In the listing that follows, the range to quote begins at the line that has "pub fn decode_frame(frame: &str)" and ends after the line that has "use tokio::task::JoinHandle;"; quote it verbatim and add nothing.

◆ ◆ ◆ ◆

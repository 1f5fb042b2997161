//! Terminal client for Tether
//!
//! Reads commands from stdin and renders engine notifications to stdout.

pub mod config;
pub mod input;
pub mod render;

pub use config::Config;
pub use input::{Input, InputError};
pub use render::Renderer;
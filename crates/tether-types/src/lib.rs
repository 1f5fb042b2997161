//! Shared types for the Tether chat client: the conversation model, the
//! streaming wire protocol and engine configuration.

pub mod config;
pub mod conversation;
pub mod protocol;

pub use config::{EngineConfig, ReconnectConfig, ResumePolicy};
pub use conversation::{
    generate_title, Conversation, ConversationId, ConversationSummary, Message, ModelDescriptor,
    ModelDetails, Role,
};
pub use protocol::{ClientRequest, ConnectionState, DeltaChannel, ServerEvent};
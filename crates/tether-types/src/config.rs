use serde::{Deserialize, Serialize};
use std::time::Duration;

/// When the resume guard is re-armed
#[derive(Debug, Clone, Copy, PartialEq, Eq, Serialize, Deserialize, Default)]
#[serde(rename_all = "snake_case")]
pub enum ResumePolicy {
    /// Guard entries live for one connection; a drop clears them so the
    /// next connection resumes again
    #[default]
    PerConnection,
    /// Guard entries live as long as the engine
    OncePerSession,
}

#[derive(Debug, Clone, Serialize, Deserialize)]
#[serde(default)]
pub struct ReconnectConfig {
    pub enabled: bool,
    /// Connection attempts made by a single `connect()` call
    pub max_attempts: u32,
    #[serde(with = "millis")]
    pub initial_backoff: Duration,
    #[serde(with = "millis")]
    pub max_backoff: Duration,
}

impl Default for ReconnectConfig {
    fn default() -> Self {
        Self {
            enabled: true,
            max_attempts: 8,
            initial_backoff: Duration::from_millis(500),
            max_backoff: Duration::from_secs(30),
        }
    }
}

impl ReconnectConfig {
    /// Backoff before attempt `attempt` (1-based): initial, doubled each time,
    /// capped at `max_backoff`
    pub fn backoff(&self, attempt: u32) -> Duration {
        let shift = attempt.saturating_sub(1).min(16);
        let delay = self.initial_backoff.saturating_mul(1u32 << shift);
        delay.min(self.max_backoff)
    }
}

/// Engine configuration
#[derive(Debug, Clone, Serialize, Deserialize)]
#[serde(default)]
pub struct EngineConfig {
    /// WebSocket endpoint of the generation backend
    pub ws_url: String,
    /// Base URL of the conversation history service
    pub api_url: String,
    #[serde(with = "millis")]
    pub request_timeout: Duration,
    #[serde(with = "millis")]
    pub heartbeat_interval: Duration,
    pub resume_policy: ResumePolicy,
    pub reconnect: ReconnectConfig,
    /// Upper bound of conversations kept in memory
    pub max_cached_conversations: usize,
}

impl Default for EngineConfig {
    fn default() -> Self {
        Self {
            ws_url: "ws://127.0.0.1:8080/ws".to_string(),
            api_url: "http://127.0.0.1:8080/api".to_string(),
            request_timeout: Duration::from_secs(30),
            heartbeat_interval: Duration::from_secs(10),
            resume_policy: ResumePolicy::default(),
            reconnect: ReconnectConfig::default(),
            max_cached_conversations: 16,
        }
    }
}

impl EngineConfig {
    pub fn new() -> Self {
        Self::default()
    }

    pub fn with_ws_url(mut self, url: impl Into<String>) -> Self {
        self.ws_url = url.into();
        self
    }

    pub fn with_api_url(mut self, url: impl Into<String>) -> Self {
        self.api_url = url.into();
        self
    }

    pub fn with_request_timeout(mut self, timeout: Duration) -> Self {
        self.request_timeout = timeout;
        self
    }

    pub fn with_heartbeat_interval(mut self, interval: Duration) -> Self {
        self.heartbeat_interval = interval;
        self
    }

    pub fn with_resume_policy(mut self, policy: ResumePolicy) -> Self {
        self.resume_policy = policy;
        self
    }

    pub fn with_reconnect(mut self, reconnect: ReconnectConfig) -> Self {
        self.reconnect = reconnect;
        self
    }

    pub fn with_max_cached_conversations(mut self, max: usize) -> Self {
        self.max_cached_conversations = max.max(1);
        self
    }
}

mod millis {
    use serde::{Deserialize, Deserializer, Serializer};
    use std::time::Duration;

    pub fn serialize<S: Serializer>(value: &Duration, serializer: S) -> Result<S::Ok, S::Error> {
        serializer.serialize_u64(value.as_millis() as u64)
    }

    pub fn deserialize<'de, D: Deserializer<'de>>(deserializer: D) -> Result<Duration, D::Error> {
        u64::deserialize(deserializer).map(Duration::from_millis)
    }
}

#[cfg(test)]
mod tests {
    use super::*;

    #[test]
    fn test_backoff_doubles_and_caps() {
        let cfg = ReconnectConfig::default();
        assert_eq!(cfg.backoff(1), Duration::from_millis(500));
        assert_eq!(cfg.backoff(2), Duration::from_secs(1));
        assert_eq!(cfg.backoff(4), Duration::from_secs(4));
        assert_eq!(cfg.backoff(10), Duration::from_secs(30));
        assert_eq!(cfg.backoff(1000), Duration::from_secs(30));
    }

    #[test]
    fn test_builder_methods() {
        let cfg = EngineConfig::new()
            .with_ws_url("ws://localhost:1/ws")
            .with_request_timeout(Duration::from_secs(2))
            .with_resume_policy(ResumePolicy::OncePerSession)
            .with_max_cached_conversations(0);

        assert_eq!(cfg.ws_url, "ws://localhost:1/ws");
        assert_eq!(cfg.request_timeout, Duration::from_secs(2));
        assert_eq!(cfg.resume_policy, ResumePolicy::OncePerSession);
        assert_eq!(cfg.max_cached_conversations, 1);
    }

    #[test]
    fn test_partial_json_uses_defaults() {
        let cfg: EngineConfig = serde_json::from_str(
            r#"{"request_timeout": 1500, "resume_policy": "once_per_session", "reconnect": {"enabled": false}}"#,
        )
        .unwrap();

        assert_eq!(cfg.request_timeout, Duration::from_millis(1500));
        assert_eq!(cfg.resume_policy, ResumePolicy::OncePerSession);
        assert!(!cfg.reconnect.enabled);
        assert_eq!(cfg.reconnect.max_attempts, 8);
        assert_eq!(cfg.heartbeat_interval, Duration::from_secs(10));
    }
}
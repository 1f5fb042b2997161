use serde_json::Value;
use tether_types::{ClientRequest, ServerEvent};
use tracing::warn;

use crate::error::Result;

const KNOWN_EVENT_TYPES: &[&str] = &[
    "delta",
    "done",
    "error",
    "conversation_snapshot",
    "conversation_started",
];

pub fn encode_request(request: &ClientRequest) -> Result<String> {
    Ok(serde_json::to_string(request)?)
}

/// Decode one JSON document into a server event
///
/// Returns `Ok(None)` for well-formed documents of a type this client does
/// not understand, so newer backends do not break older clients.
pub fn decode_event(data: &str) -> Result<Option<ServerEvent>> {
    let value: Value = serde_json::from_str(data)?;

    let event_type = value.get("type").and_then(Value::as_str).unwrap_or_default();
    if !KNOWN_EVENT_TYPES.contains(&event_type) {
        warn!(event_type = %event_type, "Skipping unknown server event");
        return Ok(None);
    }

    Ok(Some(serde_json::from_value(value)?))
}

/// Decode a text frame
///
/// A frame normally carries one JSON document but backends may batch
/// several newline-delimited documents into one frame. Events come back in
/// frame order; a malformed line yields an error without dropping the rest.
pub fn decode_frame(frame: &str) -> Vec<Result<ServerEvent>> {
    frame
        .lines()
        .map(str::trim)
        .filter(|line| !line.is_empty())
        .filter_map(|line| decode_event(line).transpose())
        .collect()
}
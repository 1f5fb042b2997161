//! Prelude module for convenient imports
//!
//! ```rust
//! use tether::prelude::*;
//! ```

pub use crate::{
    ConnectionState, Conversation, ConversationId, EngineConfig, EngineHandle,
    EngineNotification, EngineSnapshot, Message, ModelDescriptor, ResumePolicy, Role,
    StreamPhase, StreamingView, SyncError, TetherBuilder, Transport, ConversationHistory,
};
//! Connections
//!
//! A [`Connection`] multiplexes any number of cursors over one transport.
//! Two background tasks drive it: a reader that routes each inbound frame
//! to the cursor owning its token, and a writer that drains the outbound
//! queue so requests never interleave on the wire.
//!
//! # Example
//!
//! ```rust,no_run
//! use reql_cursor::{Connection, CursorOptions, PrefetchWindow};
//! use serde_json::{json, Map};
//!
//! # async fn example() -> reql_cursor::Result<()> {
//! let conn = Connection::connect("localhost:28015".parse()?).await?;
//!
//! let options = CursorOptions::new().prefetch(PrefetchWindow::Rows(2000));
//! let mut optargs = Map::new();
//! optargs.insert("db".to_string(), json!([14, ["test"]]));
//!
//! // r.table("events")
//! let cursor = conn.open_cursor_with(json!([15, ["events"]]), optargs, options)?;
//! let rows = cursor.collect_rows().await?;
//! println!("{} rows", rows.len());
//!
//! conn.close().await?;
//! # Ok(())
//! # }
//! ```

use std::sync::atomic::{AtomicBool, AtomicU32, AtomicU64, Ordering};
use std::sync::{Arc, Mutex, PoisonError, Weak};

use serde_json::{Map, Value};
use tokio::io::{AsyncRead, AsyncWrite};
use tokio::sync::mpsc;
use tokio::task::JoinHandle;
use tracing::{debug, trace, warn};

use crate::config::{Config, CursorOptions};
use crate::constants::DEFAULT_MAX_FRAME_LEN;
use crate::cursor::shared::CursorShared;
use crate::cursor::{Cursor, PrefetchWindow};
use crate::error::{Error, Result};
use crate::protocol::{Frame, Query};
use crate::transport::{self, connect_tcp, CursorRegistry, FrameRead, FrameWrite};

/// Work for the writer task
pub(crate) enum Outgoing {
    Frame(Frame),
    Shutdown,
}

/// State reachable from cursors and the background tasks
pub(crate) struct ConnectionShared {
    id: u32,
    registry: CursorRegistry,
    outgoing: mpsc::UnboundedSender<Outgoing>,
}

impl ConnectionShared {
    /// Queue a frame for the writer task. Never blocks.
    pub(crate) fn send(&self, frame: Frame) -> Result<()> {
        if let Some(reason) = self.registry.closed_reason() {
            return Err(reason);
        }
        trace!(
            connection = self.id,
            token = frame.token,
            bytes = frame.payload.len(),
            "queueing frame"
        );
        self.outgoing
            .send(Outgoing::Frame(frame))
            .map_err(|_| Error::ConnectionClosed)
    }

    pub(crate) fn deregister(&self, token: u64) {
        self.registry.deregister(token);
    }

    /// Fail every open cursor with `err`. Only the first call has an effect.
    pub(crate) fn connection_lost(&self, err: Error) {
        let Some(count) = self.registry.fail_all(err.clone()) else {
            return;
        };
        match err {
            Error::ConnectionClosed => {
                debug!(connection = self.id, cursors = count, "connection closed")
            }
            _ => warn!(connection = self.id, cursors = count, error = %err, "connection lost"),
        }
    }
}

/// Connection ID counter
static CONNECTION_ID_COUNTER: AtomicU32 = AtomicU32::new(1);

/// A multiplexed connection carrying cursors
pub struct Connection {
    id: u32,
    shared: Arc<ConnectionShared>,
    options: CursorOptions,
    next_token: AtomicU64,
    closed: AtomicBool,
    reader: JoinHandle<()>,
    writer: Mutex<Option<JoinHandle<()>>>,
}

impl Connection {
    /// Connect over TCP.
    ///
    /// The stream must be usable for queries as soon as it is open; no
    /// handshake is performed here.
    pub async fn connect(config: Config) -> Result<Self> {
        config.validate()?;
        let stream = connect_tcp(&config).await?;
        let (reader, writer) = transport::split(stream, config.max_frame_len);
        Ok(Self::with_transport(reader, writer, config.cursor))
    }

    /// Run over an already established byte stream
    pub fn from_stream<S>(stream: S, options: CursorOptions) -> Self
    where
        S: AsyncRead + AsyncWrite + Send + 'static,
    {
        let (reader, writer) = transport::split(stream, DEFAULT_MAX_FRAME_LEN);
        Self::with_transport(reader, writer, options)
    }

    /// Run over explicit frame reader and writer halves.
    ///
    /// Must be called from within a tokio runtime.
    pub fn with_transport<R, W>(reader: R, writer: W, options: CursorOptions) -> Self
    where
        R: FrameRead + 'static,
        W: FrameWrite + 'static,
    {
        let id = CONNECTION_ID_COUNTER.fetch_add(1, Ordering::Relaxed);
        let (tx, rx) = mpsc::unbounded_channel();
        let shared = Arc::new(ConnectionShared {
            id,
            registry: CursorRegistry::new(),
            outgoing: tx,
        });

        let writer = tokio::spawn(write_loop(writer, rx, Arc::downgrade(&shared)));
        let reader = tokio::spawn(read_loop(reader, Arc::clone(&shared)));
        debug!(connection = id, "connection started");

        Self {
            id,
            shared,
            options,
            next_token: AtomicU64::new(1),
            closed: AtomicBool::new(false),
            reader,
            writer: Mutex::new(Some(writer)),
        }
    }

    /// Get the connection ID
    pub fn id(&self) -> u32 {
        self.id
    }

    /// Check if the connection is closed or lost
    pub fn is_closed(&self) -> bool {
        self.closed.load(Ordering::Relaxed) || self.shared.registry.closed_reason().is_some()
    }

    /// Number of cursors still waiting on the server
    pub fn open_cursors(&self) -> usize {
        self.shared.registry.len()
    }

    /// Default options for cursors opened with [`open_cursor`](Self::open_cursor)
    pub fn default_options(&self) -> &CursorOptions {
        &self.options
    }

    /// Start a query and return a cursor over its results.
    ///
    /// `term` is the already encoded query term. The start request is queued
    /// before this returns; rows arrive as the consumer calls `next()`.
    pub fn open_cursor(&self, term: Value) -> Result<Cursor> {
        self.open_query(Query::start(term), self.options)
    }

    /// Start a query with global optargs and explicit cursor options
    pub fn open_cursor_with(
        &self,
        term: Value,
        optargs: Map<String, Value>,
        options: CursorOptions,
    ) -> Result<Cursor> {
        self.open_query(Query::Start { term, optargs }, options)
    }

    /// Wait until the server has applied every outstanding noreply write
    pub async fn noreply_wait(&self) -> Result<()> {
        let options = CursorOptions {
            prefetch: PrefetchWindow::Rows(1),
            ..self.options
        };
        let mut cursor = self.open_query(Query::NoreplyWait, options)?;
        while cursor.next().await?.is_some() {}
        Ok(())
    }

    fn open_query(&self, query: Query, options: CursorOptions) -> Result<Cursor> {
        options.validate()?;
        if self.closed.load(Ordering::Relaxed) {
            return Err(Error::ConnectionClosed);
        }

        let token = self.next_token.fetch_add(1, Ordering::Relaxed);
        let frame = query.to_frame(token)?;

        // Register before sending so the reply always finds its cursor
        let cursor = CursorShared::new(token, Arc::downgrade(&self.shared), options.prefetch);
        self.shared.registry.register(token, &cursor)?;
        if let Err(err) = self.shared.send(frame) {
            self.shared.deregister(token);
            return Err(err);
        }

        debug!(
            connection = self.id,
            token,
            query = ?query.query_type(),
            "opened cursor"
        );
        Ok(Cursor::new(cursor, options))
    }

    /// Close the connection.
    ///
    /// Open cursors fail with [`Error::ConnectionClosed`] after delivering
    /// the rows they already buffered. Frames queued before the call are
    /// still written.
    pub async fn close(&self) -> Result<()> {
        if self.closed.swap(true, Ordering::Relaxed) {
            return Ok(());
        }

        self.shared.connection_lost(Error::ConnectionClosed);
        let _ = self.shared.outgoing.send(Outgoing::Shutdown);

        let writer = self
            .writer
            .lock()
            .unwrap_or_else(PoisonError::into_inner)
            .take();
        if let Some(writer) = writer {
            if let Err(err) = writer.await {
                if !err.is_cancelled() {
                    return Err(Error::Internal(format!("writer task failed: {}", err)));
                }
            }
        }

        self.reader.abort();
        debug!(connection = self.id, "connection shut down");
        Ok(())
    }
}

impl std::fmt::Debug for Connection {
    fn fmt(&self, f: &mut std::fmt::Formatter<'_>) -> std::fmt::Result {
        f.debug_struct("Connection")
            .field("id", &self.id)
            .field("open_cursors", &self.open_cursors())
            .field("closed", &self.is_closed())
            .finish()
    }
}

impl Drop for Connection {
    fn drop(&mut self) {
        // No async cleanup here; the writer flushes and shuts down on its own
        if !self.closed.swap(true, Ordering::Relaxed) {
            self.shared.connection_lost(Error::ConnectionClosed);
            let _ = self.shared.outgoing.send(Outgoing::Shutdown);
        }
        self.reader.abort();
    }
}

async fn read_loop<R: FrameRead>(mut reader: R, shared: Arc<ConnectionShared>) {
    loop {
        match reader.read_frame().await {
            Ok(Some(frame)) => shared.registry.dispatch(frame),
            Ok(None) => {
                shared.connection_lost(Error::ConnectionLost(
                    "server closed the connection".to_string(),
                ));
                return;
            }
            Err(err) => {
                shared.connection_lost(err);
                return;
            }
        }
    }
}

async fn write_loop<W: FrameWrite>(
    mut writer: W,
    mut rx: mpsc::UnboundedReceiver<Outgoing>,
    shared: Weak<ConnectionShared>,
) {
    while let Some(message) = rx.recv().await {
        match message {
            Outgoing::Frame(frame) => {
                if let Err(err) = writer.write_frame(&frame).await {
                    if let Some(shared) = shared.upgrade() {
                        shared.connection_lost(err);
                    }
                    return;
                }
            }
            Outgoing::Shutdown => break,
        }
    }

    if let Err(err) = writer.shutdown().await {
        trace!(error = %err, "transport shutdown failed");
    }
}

◆ ◆ ◆ ◆

### TASK SOLUTION
pub fn decode_frame(frame: &str) -> Vec<Result<ServerEvent>> {
    frame
        .lines()
        .map(str::trim)
        .filter(|line| !line.is_empty())
        .filter_map(|line| decode_event(line).transpose())
        .collect()
}
repository 1f5fb042b2997161
//! Prelude module for convenient imports
//!
//! ```rust
//! use tether::prelude::*;
//! ```

pub use crate::{
    ConnectionState, Conversation, ConversationId, EngineConfig, EngineHandle,
    EngineNotification, EngineSnapshot, Message, ModelDescriptor, ResumePolicy, Role,
    StreamPhase, StreamingView, SyncError, TetherBuilder, Transport, ConversationHistory,
};
//! Connections
//!
//! A [`Connection`] multiplexes any number of cursors over one transport.
//! Two background tasks drive it: a reader that routes each inbound frame
//! to the cursor owning its token, and a writer that drains the outbound
//! queue so requests never interleave on the wire.
//!
//! # Example
//!
//! ```rust,no_run
//! use reql_cursor::{Connection, CursorOptions, PrefetchWindow};
//! use serde_json::{json, Map};
//!
//! # async fn example() -> reql_cursor::Result<()> {
//! let conn = Connection::connect("localhost:28015".parse()?).await?;
//!
//! let options = CursorOptions::new().prefetch(PrefetchWindow::Rows(2000));
//! let mut optargs = Map::new();
//! optargs.insert("db".to_string(), json!([14, ["test"]]));
//!
//! // r.table("events")
//! let cursor = conn.open_cursor_with(json!([15, ["events"]]), optargs, options)?;
//! let rows = cursor.collect_rows().await?;
//! println!("{} rows", rows.len());
//!
//! conn.close().await?;
//! # Ok(())
//! # }
//! ```

use std::sync::atomic::{AtomicBool, AtomicU32, AtomicU64, Ordering};
use std::sync::{Arc, Mutex, PoisonError, Weak};

use serde_json::{Map, Value};
use tokio::io::{AsyncRead, AsyncWrite};
use tokio::sync::mpsc;
use tokio::task::JoinHandle;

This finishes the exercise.